'''

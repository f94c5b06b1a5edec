//! Note lifecycle on top of a [`RecordStore`].
//!
//! Opening a note goes: existence check, passphrase proof, exactly one read,
//! IP policy. Click-limited notes are read with the counting primitive and
//! everything else with the plain read; a request never uses both and never
//! counts twice.
//!
//! The IP policy is checked after the read, so a reader outside the allowed
//! ranges still uses up one read of a click-limited note. This avoids a
//! second store round-trip, and keeps the behaviour existing links were
//! created under. Checking the policy first would need the ranges before the
//! count, i.e. another read.

use std::sync::Arc;

use uuid::Uuid;

use crate::error::{ApiError, ApiResult};
use crate::record::Record;
use crate::response::NoteStatus;
use crate::store::{ExpiryStatus, RecordStore};
use crate::validation::NoteRequest;

pub struct NoteService {
    store: Arc<dyn RecordStore>,
}

impl NoteService {
    pub fn new(store: Arc<dyn RecordStore>) -> Self {
        Self { store }
    }

    /// Store `num_links` independent copies of the note, each under a fresh
    /// id. Returns the ids in creation order.
    pub async fn create(&self, request: &NoteRequest) -> ApiResult<Vec<String>> {
        let mut ids = Vec::with_capacity(request.num_links as usize);

        for _ in 0..request.num_links {
            let id = Uuid::new_v4().to_string();
            let expiry = self.store.create(&id, &request.record, request.ttl).await?;

            if expiry == ExpiryStatus::Failed {
                tracing::warn!(id = %id, "note stored without expiry");
            }
            ids.push(id);
        }

        tracing::info!(
            links = ids.len(),
            limit_clicks = request.record.limit_clicks,
            max_clicks = request.record.max_clicks,
            ttl_secs = request.ttl.as_secs(),
            "notes created"
        );
        Ok(ids)
    }

    /// What a browser needs before it can prove it knows the passphrase.
    /// Does not count as a read.
    pub async fn status(&self, id: &str) -> ApiResult<NoteStatus> {
        let meta = self.store.exists(id).await?.ok_or(ApiError::NotFound)?;

        Ok(NoteStatus {
            requires_passphrase: !meta.verify_hash.is_empty(),
            verify_salt: meta.verify_salt,
        })
    }

    /// Release the note to `client_ip`, if the passphrase proof matches and
    /// the client is inside the note's allowed ranges.
    pub async fn open(&self, id: &str, client_ip: &str, presented_hash: &str) -> ApiResult<Record> {
        let meta = self.store.exists(id).await?.ok_or(ApiError::NotFound)?;

        if !meta.verify_hash.is_empty() && !constant_time_eq(&meta.verify_hash, presented_hash) {
            tracing::info!(id, client_ip, "passphrase proof rejected");
            return Err(ApiError::VerificationFailed);
        }

        let record = if meta.limit_clicks {
            self.store.get_and_count(id).await?
        } else {
            self.store.get(id).await?
        }
        .ok_or(ApiError::NotFound)?;

        // The read above already counted.
        if !record.check_allowed_ip(client_ip)? {
            tracing::warn!(
                id,
                client_ip,
                counted_clicks = record.counted_clicks,
                "note read refused by IP policy"
            );
            return Err(ApiError::PolicyDenied);
        }

        tracing::debug!(id, remaining = ?record.remaining_reads(), "note opened");
        Ok(record)
    }
}

/// Compare two strings without short-circuiting on the first difference.
fn constant_time_eq(a: &str, b: &str) -> bool {
    let (a, b) = (a.as_bytes(), b.as_bytes());
    if a.len() != b.len() {
        return false;
    }
    a.iter().zip(b.iter()).fold(0u8, |acc, (x, y)| acc | (x ^ y)) == 0
}
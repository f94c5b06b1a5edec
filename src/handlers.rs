use std::sync::Arc;

use axum::extract::rejection::FormRejection;
use axum::extract::{Path, State};
use axum::{Extension, Form, Json};
use validator::Validate;

use crate::client_ip::{ClientIp, ClientIpResolver};
use crate::error::{ApiError, ApiResult};
use crate::health::{HealthChecker, HealthStatus};
use crate::notes::NoteService;
use crate::rate_limiter::RateLimiter;
use crate::record::Record;
use crate::response::{ApiResponse, NoteStatus};
use crate::validation::{validate_note_id, NoteForm, VerifyForm};

/// Application state shared by every handler.
#[derive(Clone)]
pub struct AppState {
    pub notes: Arc<NoteService>,
    pub health: Arc<HealthChecker>,
    /// Gate for note lookups and verification.
    pub read_limiter: RateLimiter,
    /// Gate for note creation.
    pub write_limiter: RateLimiter,
    pub resolver: Arc<ClientIpResolver>,
}

/// `POST /api/note`
pub async fn post_note(
    State(state): State<AppState>,
    Extension(ClientIp(client_ip)): Extension<ClientIp>,
    form: Result<Form<NoteForm>, FormRejection>,
) -> ApiResult<Json<ApiResponse<Vec<String>>>> {
    let Form(form) = form.map_err(|rejection| ApiError::InvalidRequest(rejection.body_text()))?;
    let request = form.into_request()?;

    tracing::info!(client_ip = %client_ip, links = request.num_links, "post_note called");

    let ids = state.notes.create(&request).await?;
    Ok(Json(ApiResponse::success("Note created!", ids)))
}

/// `GET /api/note/:id`: metadata only, never the ciphertext.
pub async fn get_note(
    State(state): State<AppState>,
    Path(id): Path<String>,
) -> ApiResult<Json<ApiResponse<NoteStatus>>> {
    validate_note_id(&id)?;

    let status = state.notes.status(&id).await?;
    Ok(Json(ApiResponse::success("Found note", status)))
}

/// `POST /api/note/:id/verify`: release the note to a client that proves
/// it knows the passphrase.
pub async fn verify_note(
    State(state): State<AppState>,
    Path(id): Path<String>,
    Extension(ClientIp(client_ip)): Extension<ClientIp>,
    form: Result<Form<VerifyForm>, FormRejection>,
) -> ApiResult<Json<ApiResponse<Record>>> {
    validate_note_id(&id)?;
    let Form(form) = form.map_err(|rejection| ApiError::InvalidRequest(rejection.body_text()))?;
    form.validate()?;

    tracing::info!(id = %id, client_ip = %client_ip, "verify_note called");

    let record = state.notes.open(&id, &client_ip, &form.verify_hash).await?;
    Ok(Json(ApiResponse::success("Found note", record)))
}

/// `GET /api/health`
pub async fn health_check(State(state): State<AppState>) -> Json<ApiResponse<HealthStatus>> {
    let status = state.health.check_health().await;
    Json(ApiResponse::success("Alive", status))
}
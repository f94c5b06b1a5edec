pub mod cidr;
pub mod client_ip;
pub mod clock;
pub mod config;
pub mod error;
pub mod handlers;
pub mod health;
pub mod middleware;
pub mod notes;
pub mod rate_limiter;
pub mod record;
pub mod response;
pub mod server;
pub mod store;
pub mod token_bucket;
pub mod validation;

pub use config::Config;
pub use error::{ApiError, ApiResult, StoreError};
pub use handlers::AppState;
pub use rate_limiter::{LimiterSettings, RateLimiter};
pub use record::Record;
pub use response::ApiResponse;
pub use server::create_app;
pub use store::{MemoryRecordStore, RecordStore, RedisRecordStore};
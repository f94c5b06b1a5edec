use anyhow::Result;
use burnnote::config::Config;
use burnnote::server::Server;
use tracing_subscriber::{layer::SubscriberExt, util::SubscriberInitExt};

#[tokio::main]
async fn main() -> Result<()> {
    // Load environment variables from .env file
    dotenv::dotenv().ok();

    let config = Config::from_env();

    // Initialize tracing
    tracing_subscriber::registry()
        .with(
            tracing_subscriber::EnvFilter::try_from_default_env()
                .unwrap_or_else(|_| format!("burnnote={},tower_http=debug", config.log_level).into()),
        )
        .with(tracing_subscriber::fmt::layer())
        .init();

    config
        .validate()
        .map_err(|e| anyhow::anyhow!("Invalid configuration: {}", e))?;

    tracing::info!("Starting burnnote service");
    tracing::info!(
        "Configuration: bind_addr={}, store_backend={:?}, read={}/s burst {}, write={}/s burst {}",
        config.bind_addr,
        config.store_backend,
        config.read_rate,
        config.read_burst,
        config.write_rate,
        config.write_burst
    );

    let server = Server::new(config)
        .await
        .map_err(|e| anyhow::anyhow!("Failed to create server: {}", e))?;

    server
        .run()
        .await
        .map_err(|e| anyhow::anyhow!("Server error: {}", e))?;

    Ok(())
}
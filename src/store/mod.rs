//! Record storage.
//!
//! [`RecordStore`] is the boundary between the note logic and the backing
//! key/value store. The important operation is
//! [`get_and_count`](RecordStore::get_and_count): read, count and
//! conditional delete must happen as one unit as seen by every other client,
//! or concurrent readers can all observe `counted_clicks < max_clicks` and
//! the note is read more often than allowed.

mod memory;
mod redis_store;

use std::time::Duration;

use async_trait::async_trait;

use crate::error::StoreError;
use crate::record::{Record, RecordMeta};

pub use memory::MemoryRecordStore;
pub use redis_store::RedisRecordStore;

/// What happened to the expiry when a record was written.
#[derive(Debug, Clone, Copy, PartialEq, Eq)]
pub enum ExpiryStatus {
    /// `ttl` was zero; the record lives until read out.
    NotRequested,
    Applied,
    /// Fields were written but the expiry was not. The record is valid and
    /// readable, it just never expires on its own.
    Failed,
}

#[async_trait]
pub trait RecordStore: Send + Sync {
    /// Write every field of `record` under `id`, then set the expiry.
    /// A zero `ttl` means no expiry.
    async fn create(&self, id: &str, record: &Record, ttl: Duration)
        -> Result<ExpiryStatus, StoreError>;

    /// Plain atomic read, no counting. Only for records without a read limit.
    async fn get(&self, id: &str) -> Result<Option<Record>, StoreError>;

    /// Atomically read the record and, if it is read-limited, count this
    /// read and delete the record once the limit is reached.
    ///
    /// The returned snapshot carries the incremented count. The caller whose
    /// read reaches the limit gets the last snapshot; later callers get
    /// `None`.
    async fn get_and_count(&self, id: &str) -> Result<Option<Record>, StoreError>;

    /// Existence check with verification material. Never counts a read.
    async fn exists(&self, id: &str) -> Result<Option<RecordMeta>, StoreError>;

    async fn ping(&self) -> Result<(), StoreError>;

    fn backend(&self) -> &'static str;
}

'''

» **REQUIREMENT**
Copy out each line of the data above, exactly, if it lies between the line holding "important operation is" and the line holding "async fn create(&self, id: &str, record: &Record, ttl: Duration)", inclusive; copy no other line.

» **OUTPUT BELOW**
//! key/value store. The important operation is
//! [`get_and_count`](RecordStore::get_and_count): read, count and
//! conditional delete must happen as one unit as seen by every other client,
//! or concurrent readers can all observe `counted_clicks < max_clicks` and
//! the note is read more often than allowed.

mod memory;
mod redis_store;

use std::time::Duration;

use async_trait::async_trait;

use crate::error::StoreError;
use crate::record::{Record, RecordMeta};

pub use memory::MemoryRecordStore;
pub use redis_store::RedisRecordStore;

/// What happened to the expiry when a record was written.
#[derive(Debug, Clone, Copy, PartialEq, Eq)]
pub enum ExpiryStatus {
    /// `ttl` was zero; the record lives until read out.
    NotRequested,
    Applied,
    /// Fields were written but the expiry was not. The record is valid and
    /// readable, it just never expires on its own.
    Failed,
}

#[async_trait]
pub trait RecordStore: Send + Sync {
    /// Write every field of `record` under `id`, then set the expiry.
    /// A zero `ttl` means no expiry.
    async fn create(&self, id: &str, record: &Record, ttl: Duration)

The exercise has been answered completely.